A moment he will never forget, was the silence among all passengers on the plane from Cuba to Miami, until they hit U.S. airspace.
“And I remember perfectly well,” Barnet said excitedly, “the pilot said… ‘Welcome to the USA’. Everybody clapped, everybody said all kinds of “wonderful words” to Fidel Castro and his company’s regime, and everybody was so happy I don’t know how the airplane didn’t explode!”
Years passed before he saw his mother again.
His growth from adolescence to adult, was jarring for her.
“It was kind of troublesome for her, to adjust herself,” he explained, “I’m not a little kid anymore. I’m 23, I’m going and dating girls here and there, I drive my own car, I work - ‘Hey, you don’t have to babysit me anymore!’”
“We were happy.
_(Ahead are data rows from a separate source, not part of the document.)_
//! # Shared Types - Canonical Event Model
//!
//! Defines the event model shared by every subsystem of the bridge: the
//! `Event` record, monotonic event identifiers, the self-describing payload
//! `Value` tree, and the query/filter/batch types consumed by the event
//! store.
//!
//! ## Design Rules
//!
//! - The event taxonomy is a closed tagged variant (`EventType` plus a
//!   reserved `Custom` kind whose inner tag travels in the payload).
//! - Payloads are `Value` trees with `BTreeMap` maps so that binary and
//!   canonical JSON serialization are deterministic.
//! - `sequence` and `event_id` are assigned by the event store at append
//!   time; no component generates them implicitly.

// Nursery lints that are too strict
#![allow(clippy::missing_const_for_fn)]
// Allow in tests
#![cfg_attr(test, allow(clippy::unwrap_used))]
#![cfg_attr(test, allow(clippy::expect_used))]
#![cfg_attr(test, allow(clippy::panic))]

pub mod event;
pub mod id;
pub mod query;
pub mod value;

// Re-export main types
pub use event::{Event, EventType};
pub use id::{EventId, EventIdParseError, MonotonicEventIdGenerator};
pub use query::{EventBatch, EventFilter, EventQuery, OrderBy, QueryResult};
pub use value::Value;

/// Maximum size of a single serialized event payload.
pub const MAX_EVENT_SIZE_BYTES: usize = 1024 * 1024;

/// Maximum number of events in a batch.
pub const MAX_BATCH_EVENTS: usize = 1000;

/// Maximum total serialized size of a batch.
pub const MAX_BATCH_SIZE_BYTES: usize = 10 * 1024 * 1024;

/// Maximum number of events a single query may return.
pub const MAX_QUERY_LIMIT: usize = 10_000;

#[cfg(test)]
mod tests {
    use super::*;

    #[test]
    fn test_size_limits() {
        assert_eq!(MAX_EVENT_SIZE_BYTES, 1_048_576);
        assert_eq!(MAX_BATCH_SIZE_BYTES, 10 * MAX_EVENT_SIZE_BYTES);
        assert_eq!(MAX_BATCH_EVENTS, 1000);
    }
}
//! # Shared Crypto - HMAC Authentication Primitives
//!
//! Signing and token primitives used across the bridge:
//!
//! - HMAC-SHA256 signatures over canonical bytes (record authentication,
//!   request/response signatures)
//! - Timestamped agent tokens (`"{unix_ts}:{hex_hmac}"`, ±5 minute window)
//! - Session tokens (`"{session_id}:{agent_id}:{issued_ts}:{hmac}"`)
//! - Minute-bucket authentication challenges for expert registration
//! - OS-seeded random nonces and identifiers
//!
//! ## Security
//!
//! Signatures authorize, they do not encrypt. All comparisons of secret
//! material are constant-time.

// Nursery lints that are too strict
#![allow(clippy::missing_const_for_fn)]
// Allow in tests
#![cfg_attr(test, allow(clippy::unwrap_used))]
#![cfg_attr(test, allow(clippy::expect_used))]
#![cfg_attr(test, allow(clippy::panic))]

pub mod errors;
pub mod random;
pub mod signatures;
pub mod tokens;

// Re-export main types
pub use errors::CryptoError;
pub use random::{random_hex, random_id};
pub use signatures::{
    constant_time_eq, hmac_sha256, hmac_sha256_hex, sha256_hex, verify_hmac_sha256,
};
pub use tokens::{
    auth_challenge, create_agent_token, mint_session_token, parse_session_token, unix_now,
    verify_agent_token, verify_session_token, SessionTokenParts, TOKEN_SKEW_SECS,
};
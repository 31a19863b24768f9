//! # Segmented Binary Log
//!
//! Record layout (bit-exact wire format):
//!
//! ```text
//! [length: 4-byte big-endian][hmac: 32 bytes][payload: length bytes]
//! ```
//!
//! The HMAC is SHA-256 over the payload keyed by the store secret and
//! authenticates the record, not merely its integrity. Records that fail
//! the HMAC are skipped on read and counted as recovery anomalies.
//!
//! Segments are named `events_NNNNNN.log`; at the roll threshold the
//! current segment is gzip-compressed in place to `events_NNNNNN.log.gz`
//! and a new segment is opened.

use crate::config::SyncPolicy;
use flate2::read::GzDecoder;
use flate2::write::GzEncoder;
use flate2::Compression;
use shared_crypto::{constant_time_eq, hmac_sha256};
use std::fs::{File, OpenOptions};
use std::io::{Read, Write};
use std::path::{Path, PathBuf};
use tracing::{debug, warn};

/// Bytes of framing before the payload: length prefix plus HMAC.
pub const RECORD_HEADER_LEN: usize = 4 + 32;

/// Segment filename prefix.
pub const SEGMENT_PREFIX: &str = "events_";

/// Encode a payload into a length-prefixed, HMAC-authenticated record.
#[must_use]
pub fn encode_record(secret: &[u8], payload: &[u8]) -> Vec<u8> {
    let hmac = hmac_sha256(secret, payload);
    let mut record = Vec::with_capacity(RECORD_HEADER_LEN + payload.len());
    record.extend_from_slice(&(payload.len() as u32).to_be_bytes());
    record.extend_from_slice(&hmac);
    record.extend_from_slice(payload);
    record
}

/// Iterator over authenticated payloads in a segment's content.
///
/// Truncated or tampered records are skipped; `skipped()` reports how many.
pub struct RecordIter<'a> {
    secret: &'a [u8],
    content: &'a [u8],
    offset: usize,
    skipped: u64,
}

impl<'a> RecordIter<'a> {
    /// Iterate over the records in `content`.
    #[must_use]
    pub fn new(secret: &'a [u8], content: &'a [u8]) -> Self {
        Self {
            secret,
            content,
            offset: 0,
            skipped: 0,
        }
    }

    /// Number of records skipped so far due to truncation or HMAC failure.
    #[must_use]
    pub fn skipped(&self) -> u64 {
        self.skipped
    }
}

impl<'a> Iterator for RecordIter<'a> {
    type Item = &'a [u8];

    fn next(&mut self) -> Option<Self::Item> {
        loop {
            let remaining = self.content.len().checked_sub(self.offset)?;
            if remaining < RECORD_HEADER_LEN {
                if remaining > 0 {
                    self.skipped += 1;
                }
                return None;
            }

            let length_bytes: [u8; 4] = self.content[self.offset..self.offset + 4]
                .try_into()
                .ok()?;
            let length = u32::from_be_bytes(length_bytes) as usize;
            let payload_start = self.offset + RECORD_HEADER_LEN;

            let Some(payload_end) = payload_start.checked_add(length) else {
                self.skipped += 1;
                return None;
            };
            if payload_end > self.content.len() {
                // Truncated tail record, e.g. a crash mid-write.
                self.skipped += 1;
                return None;
            }

            let stored_hmac = &self.content[self.offset + 4..payload_start];
            let payload = &self.content[payload_start..payload_end];
            self.offset = payload_end;

            let expected = hmac_sha256(self.secret, payload);
            if constant_time_eq(&expected, stored_hmac) {
                return Some(payload);
            }

            // Unauthenticated record: skip and keep scanning.
            self.skipped += 1;
        }
    }
}

/// Path of segment number `n` inside `dir`.
#[must_use]
pub fn segment_path(dir: &Path, number: u64) -> PathBuf {
    dir.join(format!("{SEGMENT_PREFIX}{number:06}.log"))
}

/// Parse the segment number out of a segment filename.
#[must_use]
pub fn segment_number(path: &Path) -> Option<u64> {
    let name = path.file_name()?.to_str()?;
    let stem = name
        .strip_suffix(".log.gz")
        .or_else(|| name.strip_suffix(".log"))?;
    stem.strip_prefix(SEGMENT_PREFIX)?.parse().ok()
}

/// All segment files in `dir` (`.log` and `.log.gz`), sorted by number.
///
/// # Errors
///
/// Returns the I/O error from listing the directory.
pub fn list_segments(dir: &Path) -> std::io::Result<Vec<PathBuf>> {
    let mut segments: Vec<PathBuf> = std::fs::read_dir(dir)?
        .flatten()
        .map(|entry| entry.path())
        .filter(|path| segment_number(path).is_some())
        .collect();
    segments.sort_by_key(|path| segment_number(path).unwrap_or(u64::MAX));
    Ok(segments)
}

/// Read a segment's full content, transparently decompressing `.log.gz`.
///
/// # Errors
///
/// Returns the I/O error from reading or decompressing.
pub fn read_segment(path: &Path) -> std::io::Result<Vec<u8>> {
    let mut file = File::open(path)?;
    let mut content = Vec::new();

    if path.extension().is_some_and(|ext| ext == "gz") {
        GzDecoder::new(file).read_to_end(&mut content)?;
    } else {
        file.read_to_end(&mut content)?;
    }
    Ok(content)
}

/// Gzip-compress a rolled segment in place, removing the original.
///
/// # Errors
///
/// Returns the I/O error from compression or cleanup.
pub fn compress_segment(path: &Path) -> std::io::Result<PathBuf> {
    let compressed_path = PathBuf::from(format!("{}.gz", path.display()));

    let mut input = File::open(path)?;
    let output = File::create(&compressed_path)?;
    let mut encoder = GzEncoder::new(output, Compression::default());
    std::io::copy(&mut input, &mut encoder)?;
    encoder.finish()?.sync_all()?;

    std::fs::remove_file(path)?;
    debug!(path = %compressed_path.display(), "Compressed rolled segment");
    Ok(compressed_path)
}

/// Append-side handle on the current segment file.
pub struct SegmentWriter {
    dir: PathBuf,
    path: PathBuf,
    file: File,
    written: u64,
    max_segment_size: u64,
    compress_rolled: bool,
}

impl SegmentWriter {
    /// Open the next segment after the highest existing one.
    ///
    /// # Errors
    ///
    /// Returns the I/O error from listing or opening.
    pub fn open_next(
        dir: &Path,
        max_segment_size: u64,
        compress_rolled: bool,
    ) -> std::io::Result<Self> {
        let next_number = list_segments(dir)?
            .iter()
            .filter_map(|path| segment_number(path))
            .max()
            .unwrap_or(0)
            + 1;

        let path = segment_path(dir, next_number);
        let file = OpenOptions::new().create(true).append(true).open(&path)?;
        let written = file.metadata()?.len();

        debug!(path = %path.display(), "Opened segment for append");
        Ok(Self {
            dir: dir.to_path_buf(),
            path,
            file,
            written,
            max_segment_size,
            compress_rolled,
        })
    }

    /// Write a pre-encoded record.
    ///
    /// # Errors
    ///
    /// Returns the I/O error from the write.
    pub fn write_record(&mut self, record: &[u8]) -> std::io::Result<()> {
        self.file.write_all(record)?;
        self.written += record.len() as u64;
        Ok(())
    }

    /// Apply the durability policy.
    ///
    /// # Errors
    ///
    /// Returns the I/O error from the sync call.
    pub fn sync(&mut self, policy: SyncPolicy) -> std::io::Result<()> {
        match policy {
            SyncPolicy::Fsync => self.file.sync_all(),
            SyncPolicy::Fdatasync => self.file.sync_data(),
            SyncPolicy::BatchOnly => Ok(()),
        }
    }

    /// Whether the segment has reached the roll threshold.
    #[must_use]
    pub fn should_roll(&self) -> bool {
        self.written >= self.max_segment_size
    }

    /// Roll to a fresh segment, compressing the finished one when enabled.
    ///
    /// # Errors
    ///
    /// Returns the I/O error from compression or reopening.
    pub fn roll(&mut self) -> std::io::Result<()> {
        self.file.sync_all()?;

        if self.compress_rolled {
            if let Err(error) = compress_segment(&self.path) {
                // Keep the uncompressed segment; readers handle both forms.
                warn!(%error, path = %self.path.display(), "Segment compression failed");
            }
        }

        let next = Self::open_next(&self.dir, self.max_segment_size, self.compress_rolled)?;
        *self = next;
        Ok(())
    }

    /// Bytes written to the current segment.
    #[must_use]
    pub fn written(&self) -> u64 {
        self.written
    }

    /// Path of the current segment.
    #[must_use]
    pub fn path(&self) -> &Path {
        &self.path
    }
}
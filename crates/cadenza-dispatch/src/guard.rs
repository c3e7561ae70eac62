//! Stage boundaries: panics and container failures become [`Error`]s.

use cadenza_di::DiError;
use cadenza_http::{Error, HttpException, Result};
use futures::FutureExt;
use std::future::Future;
use std::panic::AssertUnwindSafe;

/// Await `future`, turning a panic into [`Error::Panic`]
pub(crate) async fn catch_panic<T>(future: impl Future<Output = Result<T>>) -> Result<T> {
	AssertUnwindSafe(future)
		.catch_unwind()
		.await
		.unwrap_or_else(|payload| Err(Error::from_panic(payload)))
}

/// Run `f`, turning a panic into [`Error::Panic`]
pub(crate) fn catch_panic_sync<T>(f: impl FnOnce() -> Result<T>) -> Result<T> {
	std::panic::catch_unwind(AssertUnwindSafe(f))
		.unwrap_or_else(|payload| Err(Error::from_panic(payload)))
}

/// Map a container failure to a framework error
///
/// A factory that failed with a framework error or an [`HttpException`] keeps it,
/// so a factory can reject a request with a precise status.
pub(crate) fn container_error(error: DiError) -> Error {
	match error {
		DiError::Factory { id, source } => {
			let source = match source.downcast::<Error>() {
				Ok(error) => return *error,
				Err(source) => source,
			};
			match source.downcast::<HttpException>() {
				Ok(exception) => Error::Http(*exception),
				Err(source) => Error::Container(format!("Factory '{id}' failed: {source}")),
			}
		}
		other => Error::Container(other.to_string()),
	}
}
It was the beginning of a new life.”
Pedro Pan Boys Meet 60 Years Later
This weekend, about a dozen of those Pedro Pan boys who came to Fort Wayne so many years ago, some even making it their home, will gather this weekend to honor the 60th anniversary.
With their families, they plan to go out to dinner, tour several areas of the city, and attend a special mass held by Bishop Kevin Rhoades.
They hope to express their gratitude for acceptance and aid, to the City of Fort Wayne, its people, and the Catholic Church.
Unrest Remains in Cuba
Ayala, Ledo, and Barnet endlessly express how grateful they are, to have had the opportunity and freedom 60 years ago, from communist Cuba, to American soil.
But feelings that they need to do more, remain as they watch unrest unfold in their former country.
“They don’t necessarily want to have that much money, or food, or medicine. They just want freedom!” Barnet said.
“I want people to remember what the Cubans are struggling with, and what they are fighting for: freedom, something they need, so they can succeed,” Ayala told us, “all they want to do is succeed, but the government doesn’t allow them.”
“And now that we are here,” Ledo gestured, indicating they each met their American Dream, “I think it’s our place, as they so vividly and clearly stated, for us to do what we can, for those still down there. I believe this would be the third generation, under the Castro regime, God willing they’re showing what it requires.”
“They want freedom,” he continued, “they want the possibility of the pursuit of happiness, which I believe everybody should be given that. And our responsibility is to do whatever we can to make sure that happens.”